→ **INPUT DATA**:
■ ■ ■ ■ ■
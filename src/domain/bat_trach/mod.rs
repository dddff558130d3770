//! Bát Trạch module - The 8-direction favorability system.
//!
//! - `DirectionRating` - the 8 outcome categories with meaning and
//!   advice texts
//! - `tables` - the static per-cung direction tables (8 bijections)
//! - `DirectionAnalyzer` - classification of a chosen facing direction

mod analyzer;
mod rating;
mod tables;

pub use analyzer::{DirectionAnalysis, DirectionAnalyzer, RatedDirection};
pub use rating::DirectionRating;
pub use tables::{rating_for, table_for, DirectionTable};
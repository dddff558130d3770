//! Phong Thủy - Bát Trạch feng shui calculation engine.
//!
//! Computes traditional Vietnamese feng shui indicators from a birth
//! date, gender, house orientation, and planned construction year and
//! month: the owner's life-direction group (cung mệnh), the 8-direction
//! favorability table, the age-based construction taboos (Kim Lâu,
//! Hoang Ốc, Tam Tai, xung tuổi, elemental conflict), and the
//! environmental site-feature checklist.
//!
//! The engine is pure and stateless; the presentation layer calls
//! [`application::EvaluateHandler`] with raw form inputs and renders
//! the structured result bundle.

pub mod application;
pub mod domain;
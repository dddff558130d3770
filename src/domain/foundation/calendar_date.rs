//! CalendarDate value object: ambiguous-format parsing and the
//! effective-year cutoff rule.

use serde::{Deserialize, Serialize};
use std::fmt;

use super::FormatError;

// Fixed Gregorian approximation of the lunar new year boundary.
// Births on or before March 13 count toward the previous year.
const LUNAR_CUTOFF_MONTH: i32 = 3;
const LUNAR_CUTOFF_DAY: i32 = 13;

/// A parsed birth date.
///
/// Day and month are taken as given and are not validated against the
/// real calendar; the value 31 only serves to disambiguate the two
/// accepted input orders.
#[derive(Debug, Clone, Copy, PartialEq, Eq, Hash, Serialize, Deserialize)]
pub struct CalendarDate {
    pub year: i32,
    pub month: i32,
    pub day: i32,
}

impl CalendarDate {
    /// Parses a date string in `YYYY-MM-DD` or `DD/MM/YYYY` order, with
    /// either `-` or `/` as the separator.
    ///
    /// Disambiguation: when the first numeric part exceeds 31 it must be
    /// the year, so the order is (year, month, day); otherwise the order
    /// is (day, month, year).
    ///
    /// # Errors
    ///
    /// Returns `FormatError` when the input is blank, contains neither
    /// separator, does not split into exactly 3 parts, or any part is
    /// not a number.
    pub fn parse(text: &str) -> Result<Self, FormatError> {
        let s = text.trim();
        if s.is_empty() {
            return Err(FormatError::EmptyInput);
        }

        let sep = if s.contains('-') {
            '-'
        } else if s.contains('/') {
            '/'
        } else {
            return Err(FormatError::MissingSeparator);
        };

        let raw: Vec<&str> = s.split(sep).collect();
        if raw.len() != 3 {
            return Err(FormatError::wrong_part_count(raw.len()));
        }

        let mut parts = [0i32; 3];
        for (i, piece) in raw.iter().enumerate() {
            parts[i] = piece
                .trim()
                .parse()
                .map_err(|_| FormatError::non_numeric(piece.trim()))?;
        }

        if parts[0] > 31 {
            Ok(CalendarDate {
                year: parts[0],
                month: parts[1],
                day: parts[2],
            })
        } else {
            Ok(CalendarDate {
                year: parts[2],
                month: parts[1],
                day: parts[0],
            })
        }
    }

    /// Returns the effective birth year used for all cycle lookups.
    ///
    /// Dates up to and including March 13 belong to the previous lunar
    /// year under the fixed Gregorian approximation.
    pub fn effective_year(&self) -> i32 {
        if self.month < LUNAR_CUTOFF_MONTH
            || (self.month == LUNAR_CUTOFF_MONTH && self.day <= LUNAR_CUTOFF_DAY)
        {
            self.year - 1
        } else {
            self.year
        }
    }
}

impl fmt::Display for CalendarDate {
    fn fmt(&self, f: &mut fmt::Formatter<'_>) -> fmt::Result {
        write!(f, "{:04}-{:02}-{:02}", self.year, self.month, self.day)
    }
}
■ ■ ■ ■ ■
→ **YOUR GOAL**:
Copy out every line of the records that the string "parts" appears in.

→ **EXERCISE SOLUTION**:
    /// separator, does not split into exactly 3 parts, or any part is
        let mut parts = [0i32; 3];
            parts[i] = piece
        if parts[0] > 31 {
                year: parts[0],
                month: parts[1],
                day: parts[2],
                year: parts[2],
                month: parts[1],
                day: parts[0],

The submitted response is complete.